If you want to know how to meditate, as a beginner there are many obstacles to this seemingly effortless task. A lot of us have many misconceptions about what meditation is or isn’t, which can inhibit our ability to relax or even want to try.
Our brains are naturally predisposed to wandering. Usually, what happens is if we try to focus on anything, completely, for more than a few seconds our brain just randomly fires out another thought.
Which can be frustrating, especially for beginners who believe they must “empty their minds of thought”.
How To Meditate; Easy Tips To Make Meditation Easier To Achieve!
Let’s face it, breathing can be boring. How can you concentrate on something you do ALL the time without even noticing when you have a million and one things to think about that are happening in your life already?
For beginners, a typical meditation session might go like this:
Close your eyes, sit comfortably either on a chair or even lying down, and begin counting your breaths.
Inhale one, exhale two, inhale…
“Am I doing this right?”
Inhale four… “If I miss a count do I start over at one or just keep going?”
Inhale one, inhale two… “Did I remember to pay the car tax? I probably did, I’m pretty good with paying my bills. Unlike Sally, she’s always… Dangit, I got distracted, okay startover.” Inhale one, inhale two…
How To Meditate; It Gets Easier With Practice
If you’re a beginner, it will probably be comforting to know that it can still be a struggle for experienced meditators. This is especially true during busy or turbulent periods in one’s life.
The good news is, there are some specific things you can do to help you focus and reduce the frustration while you develop your meditation practice.
In this article, I would like to offer three tips to help you with your practice.
How To Meditate; Three Tips Every Beginner Should Know:
- Observe and don’t try to force or control,
- Be compassionate and non judgemental, and
- Enjoy yourself
First, don’t force or try to control your breathing. Just notice that it is happening.

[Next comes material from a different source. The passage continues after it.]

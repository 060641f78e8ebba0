pub mod constraint;
pub mod cpm;

pub use constraint::{ConstraintBounds, ConstraintResolver};
pub use cpm::compute_schedule;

When learning how to meditate this is a mistake that a lot of beginners make. Many beginners to meditation alter their breathing in an effort to focus on it, whether consciously or unconsciously.
When that happens what results is an often irregular and exaggerated breathing pattern. Doing this, can actually inhibit your meditation rather than help it.

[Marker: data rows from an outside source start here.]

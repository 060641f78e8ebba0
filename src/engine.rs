//! Operations exposed to the CRUD layer.
//!
//! Every call takes a full [`ProjectKey`]; ids from another organization,
//! workspace or project are reported as not found or as a scope mismatch.
//! Schedule and earned value passes for one project hold that project's
//! lock, so they never overlap, whether called directly or through the
//! recompute coordinator.

use std::collections::HashMap;
use std::sync::Arc;

use chrono::{NaiveDate, Utc};
use tracing::{debug, info, warn};

use crate::config::{EngineConfig, NegativeFloatPolicy};
use crate::coordinator::ProjectLocks;
use crate::db::{
    baseline_repo, dependency_repo, earned_value_repo, project_repo, schedule_repo, task_repo,
    SnapshotSource, Store,
};
use crate::error::{EngineError, Result};
use crate::evm;
use crate::graph::cycle;
use crate::models::{
    BaselineItem, Dependency, EarnedValueSnapshot, ProjectKey, ProjectSnapshot, ScheduleBaseline,
    ScheduleResult, TaskVariance,
};
use crate::schedule::compute_schedule;

pub struct ScheduleEngine {
    store: Store,
    source: Arc<dyn SnapshotSource>,
    config: EngineConfig,
    locks: ProjectLocks,
}

impl ScheduleEngine {
    pub fn new(store: Store, config: EngineConfig) -> Self {
        let source: Arc<dyn SnapshotSource> = Arc::new(store.clone());
        Self {
            store,
            source,
            config,
            locks: ProjectLocks::new(),
        }
    }

    /// Read task/edge snapshots from somewhere other than the engine store.
    pub fn with_source(mut self, source: Arc<dyn SnapshotSource>) -> Self {
        self.source = source;
        self
    }

    pub fn store(&self) -> &Store {
        &self.store
    }

    pub fn config(&self) -> &EngineConfig {
        &self.config
    }

    /// Load a snapshot, retrying transient failures `read_retries` times.
    pub fn load_snapshot(&self, key: &ProjectKey) -> Result<ProjectSnapshot> {
        let mut attempt = 0;
        loop {
            match self.source.load_snapshot(key) {
                Err(e) if e.is_transient() && attempt < self.config.read_retries => {
                    attempt += 1;
                    debug!(project = %key, attempt, error = %e, "retrying snapshot read");
                }
                other => return other,
            }
        }
    }

    /// Run the passes without writing anything.
    pub fn compute(&self, key: &ProjectKey) -> Result<ScheduleResult> {
        self.locks.run(key, || self.compute_held(key))
    }

    /// Caller holds `key`'s lock.
    fn compute_held(&self, key: &ProjectKey) -> Result<ScheduleResult> {
        let snapshot = self.load_snapshot(key)?;
        compute_schedule(&snapshot, self.config.max_lag_minutes)
    }

    pub fn persist(&self, result: &ScheduleResult) -> Result<()> {
        self.store.transaction(|conn| schedule_repo::save_schedule(conn, result))
    }

    /// Compute and store the schedule. Structural errors leave the previously
    /// stored schedule untouched.
    pub fn recompute(&self, key: &ProjectKey) -> Result<ScheduleResult> {
        let result = self.compute(key)?;
        self.persist(&result)?;
        info!(
            project = %key,
            tasks = result.tasks.len(),
            critical = result.critical_path.len(),
            warnings = result.warnings.len(),
            "recompute finished"
        );
        Ok(result)
    }

    pub fn latest_schedule(&self, key: &ProjectKey) -> Result<Option<ScheduleResult>> {
        self.store.with_conn(|conn| {
            project_repo::get_project(conn, key)?;
            schedule_repo::load_schedule(conn, key)
        })
    }

    /// Add an edge after checking both ends live in the project and that it
    /// keeps the graph acyclic.
    pub fn add_dependency(&self, key: &ProjectKey, dep: &Dependency) -> Result<()> {
        if dep.lag_minutes.abs() > self.config.max_lag_minutes {
            return Err(EngineError::LagOutOfRange {
                predecessor: dep.predecessor_id.clone(),
                successor: dep.successor_id.clone(),
                lag_minutes: dep.lag_minutes,
                limit: self.config.max_lag_minutes,
            });
        }
        if dep.predecessor_id == dep.successor_id {
            return Err(EngineError::SelfLoop(dep.predecessor_id.clone()));
        }
        self.store.transaction(|conn| {
            project_repo::get_project(conn, key)?;
            task_repo::get_task(conn, &key.project_id, &dep.predecessor_id)?;
            task_repo::get_task(conn, &key.project_id, &dep.successor_id)?;

            let nodes: Vec<String> = task_repo::list_tasks(conn, &key.project_id)?
                .into_iter()
                .map(|t| t.id)
                .collect();
            let edges: Vec<(String, String)> = dependency_repo::list_dependencies(conn, &key.project_id)?
                .into_iter()
                .map(|d| (d.predecessor_id, d.successor_id))
                .collect();
            cycle::would_create_cycle(&nodes, &edges, &dep.predecessor_id, &dep.successor_id)?;

            dependency_repo::add_dependency(conn, &key.project_id, dep)
        })
    }

    /// Snapshot the current schedule into a new locked baseline.
    pub fn create_baseline(&self, key: &ProjectKey, name: &str, created_by: Option<&str>) -> Result<ScheduleBaseline> {
        let name = name.trim();
        if name.is_empty() {
            return Err(EngineError::validation("Baseline name is required"));
        }
        self.locks.run(key, || self.create_baseline_held(key, name, created_by))
    }

    fn create_baseline_held(&self, key: &ProjectKey, name: &str, created_by: Option<&str>) -> Result<ScheduleBaseline> {
        let schedule = self.compute_held(key)?;
        if !schedule.is_feasible() {
            let infeasible = infeasible_error(&schedule);
            match self.config.negative_float_policy {
                NegativeFloatPolicy::Reject => return Err(infeasible),
                NegativeFloatPolicy::Warn => warn!(project = %key, "{infeasible}; baselining anyway"),
            }
        }

        let now = Utc::now();
        let baseline = ScheduleBaseline {
            id: ulid::Ulid::new().to_string(),
            project_id: key.project_id.clone(),
            name: name.to_string(),
            created_by: created_by.map(str::to_string),
            created_at: now,
            locked: false,
            is_active: false,
        };
        let items: Vec<BaselineItem> = schedule
            .tasks
            .iter()
            .map(|t| BaselineItem {
                baseline_id: baseline.id.clone(),
                task_id: t.task_id.clone(),
                planned_start: t.early_start,
                planned_end: t.early_finish,
                duration_minutes: t.duration_minutes,
                critical_path: t.critical,
                total_float_minutes: t.total_float_minutes,
                captured_at: now,
            })
            .collect();

        let saved = self.store.transaction(|conn| {
            project_repo::get_project(conn, key)?;
            baseline_repo::insert_locked_baseline(conn, &baseline, &items)
        })?;
        info!(project = %key, baseline = %saved.id, items = items.len(), "baseline created");
        Ok(saved)
    }

    /// Make `baseline_id` the single active baseline of its project.
    pub fn activate_baseline(&self, key: &ProjectKey, baseline_id: &str) -> Result<ScheduleBaseline> {
        let activated = self.store.transaction(|conn| {
            project_repo::get_project(conn, key)?;
            let baseline = scoped_baseline(conn, key, baseline_id)?;
            baseline_repo::activate(conn, &baseline)?;
            baseline_repo::get_baseline(conn, baseline_id)
        })?;
        info!(project = %key, baseline = %baseline_id, "baseline activated");
        Ok(activated)
    }

    pub fn list_baselines(&self, key: &ProjectKey) -> Result<Vec<ScheduleBaseline>> {
        self.store.with_conn(|conn| {
            project_repo::get_project(conn, key)?;
            baseline_repo::list_baselines(conn, &key.project_id)
        })
    }

    pub fn baseline_items(&self, key: &ProjectKey, baseline_id: &str) -> Result<Vec<BaselineItem>> {
        self.store.with_conn(|conn| {
            project_repo::get_project(conn, key)?;
            scoped_baseline(conn, key, baseline_id)?;
            baseline_repo::list_items(conn, baseline_id)
        })
    }

    /// Administrative delete of a baseline and its items.
    pub fn purge_baseline(&self, key: &ProjectKey, baseline_id: &str) -> Result<()> {
        self.store.transaction(|conn| {
            project_repo::get_project(conn, key)?;
            scoped_baseline(conn, key, baseline_id)?;
            baseline_repo::purge(conn, baseline_id)
        })?;
        warn!(project = %key, baseline = %baseline_id, "baseline purged");
        Ok(())
    }

    /// Start/finish slippage of the current schedule against the active
    /// baseline. `None` when no baseline is active.
    pub fn baseline_variance(&self, key: &ProjectKey) -> Result<Option<Vec<TaskVariance>>> {
        self.locks.run(key, || self.baseline_variance_held(key))
    }

    fn baseline_variance_held(&self, key: &ProjectKey) -> Result<Option<Vec<TaskVariance>>> {
        let Some((_, items)) = self.active_baseline_with_items(key)? else {
            return Ok(None);
        };
        let schedule = self.compute_held(key)?;
        let current: HashMap<&str, _> = schedule.tasks.iter().map(|t| (t.task_id.as_str(), t)).collect();

        let variance = items
            .iter()
            .filter_map(|item| {
                current.get(item.task_id.as_str()).map(|now| TaskVariance {
                    task_id: item.task_id.clone(),
                    baseline_start: item.planned_start,
                    baseline_finish: item.planned_end,
                    current_start: now.early_start,
                    current_finish: now.early_finish,
                    start_variance_minutes: (now.early_start - item.planned_start).num_minutes(),
                    finish_variance_minutes: (now.early_finish - item.planned_end).num_minutes(),
                })
            })
            .collect();
        Ok(Some(variance))
    }

    /// Compute and store EVM figures for `as_of` against the active
    /// baseline. `None` when the project has no active baseline.
    /// Baseline, items and task progress come from one read transaction.
    pub fn compute_earned_value(&self, key: &ProjectKey, as_of: NaiveDate) -> Result<Option<EarnedValueSnapshot>> {
        self.locks.run(key, || self.compute_earned_value_held(key, as_of))
    }

    fn compute_earned_value_held(&self, key: &ProjectKey, as_of: NaiveDate) -> Result<Option<EarnedValueSnapshot>> {
        let inputs = self.store.transaction(|conn| {
            project_repo::get_project(conn, key)?;
            let Some(baseline) = baseline_repo::active_baseline(conn, &key.project_id)? else {
                return Ok(None);
            };
            let items = baseline_repo::list_items(conn, &baseline.id)?;
            let tasks = task_repo::list_tasks(conn, &key.project_id)?;
            Ok(Some((baseline, items, tasks)))
        })?;
        let Some((baseline, items, tasks)) = inputs else {
            debug!(project = %key, "no active baseline; earned value undefined");
            return Ok(None);
        };
        let metrics = evm::calculate(&tasks, &items, as_of);

        let ev_snapshot = EarnedValueSnapshot {
            project_id: key.project_id.clone(),
            as_of_date: as_of,
            baseline_id: Some(baseline.id),
            bac: metrics.bac,
            pv: metrics.pv,
            ev: metrics.ev,
            ac: metrics.ac,
            cpi: metrics.cpi,
            spi: metrics.spi,
            eac: metrics.eac,
            etc: metrics.etc,
            vac: metrics.vac,
            computed_at: Utc::now(),
        };
        self.store
            .transaction(|conn| earned_value_repo::upsert_snapshot(conn, &ev_snapshot))?;
        info!(project = %key, %as_of, pv = metrics.pv, ev = metrics.ev, ac = metrics.ac, "earned value stored");
        Ok(Some(ev_snapshot))
    }

    /// Stored snapshot for one day, if it was computed.
    pub fn earned_value_on(&self, key: &ProjectKey, as_of: NaiveDate) -> Result<Option<EarnedValueSnapshot>> {
        self.store.with_conn(|conn| {
            project_repo::get_project(conn, key)?;
            earned_value_repo::get_snapshot(conn, &key.project_id, as_of)
        })
    }

    pub fn earned_value_history(&self, key: &ProjectKey) -> Result<Vec<EarnedValueSnapshot>> {
        self.store.with_conn(|conn| {
            project_repo::get_project(conn, key)?;
            earned_value_repo::history(conn, &key.project_id)
        })
    }

    fn active_baseline_with_items(&self, key: &ProjectKey) -> Result<Option<(ScheduleBaseline, Vec<BaselineItem>)>> {
        self.store.with_conn(|conn| {
            project_repo::get_project(conn, key)?;
            match baseline_repo::active_baseline(conn, &key.project_id)? {
                Some(baseline) => {
                    let items = baseline_repo::list_items(conn, &baseline.id)?;
                    Ok(Some((baseline, items)))
                }
                None => Ok(None),
            }
        })
    }
}

fn scoped_baseline(conn: &rusqlite::Connection, key: &ProjectKey, baseline_id: &str) -> Result<ScheduleBaseline> {
    let baseline = baseline_repo::get_baseline(conn, baseline_id)?;
    if baseline.project_id != key.project_id {
        return Err(EngineError::ScopeMismatch {
            entity: "baseline",
            id: baseline_id.to_string(),
            project_id: key.project_id.clone(),
        });
    }
    Ok(baseline)
}

fn infeasible_error(schedule: &ScheduleResult) -> EngineError {
    let negative: Vec<_> = schedule.negative_float_tasks().collect();
    let worst = negative
        .iter()
        .min_by(|a, b| {
            a.total_float_minutes
                .cmp(&b.total_float_minutes)
                .then_with(|| a.task_id.cmp(&b.task_id))
        })
        .map(|t| (t.task_id.clone(), t.total_float_minutes))
        .unwrap_or_default();
    EngineError::NoFeasibleSchedule {
        task_ids: negative.iter().map(|t| t.task_id.clone()).collect(),
        worst_task: worst.0,
        worst_float_minutes: worst.1,
    }
}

Ideally, you simply want to “watch” your breathing. I try to give the example that your brain is like an 8 lane highway, and your thoughts are all the cars. Instead of clearing the road of cars, what you’re trying to do is simply pull the car over, get up on a bank and watch the cars go by. WIthout judgement.
You don’t have to exert any additional effort. Just wait and observe.
The way you pull the car over, is by counting your breaths or listening to a guided meditation.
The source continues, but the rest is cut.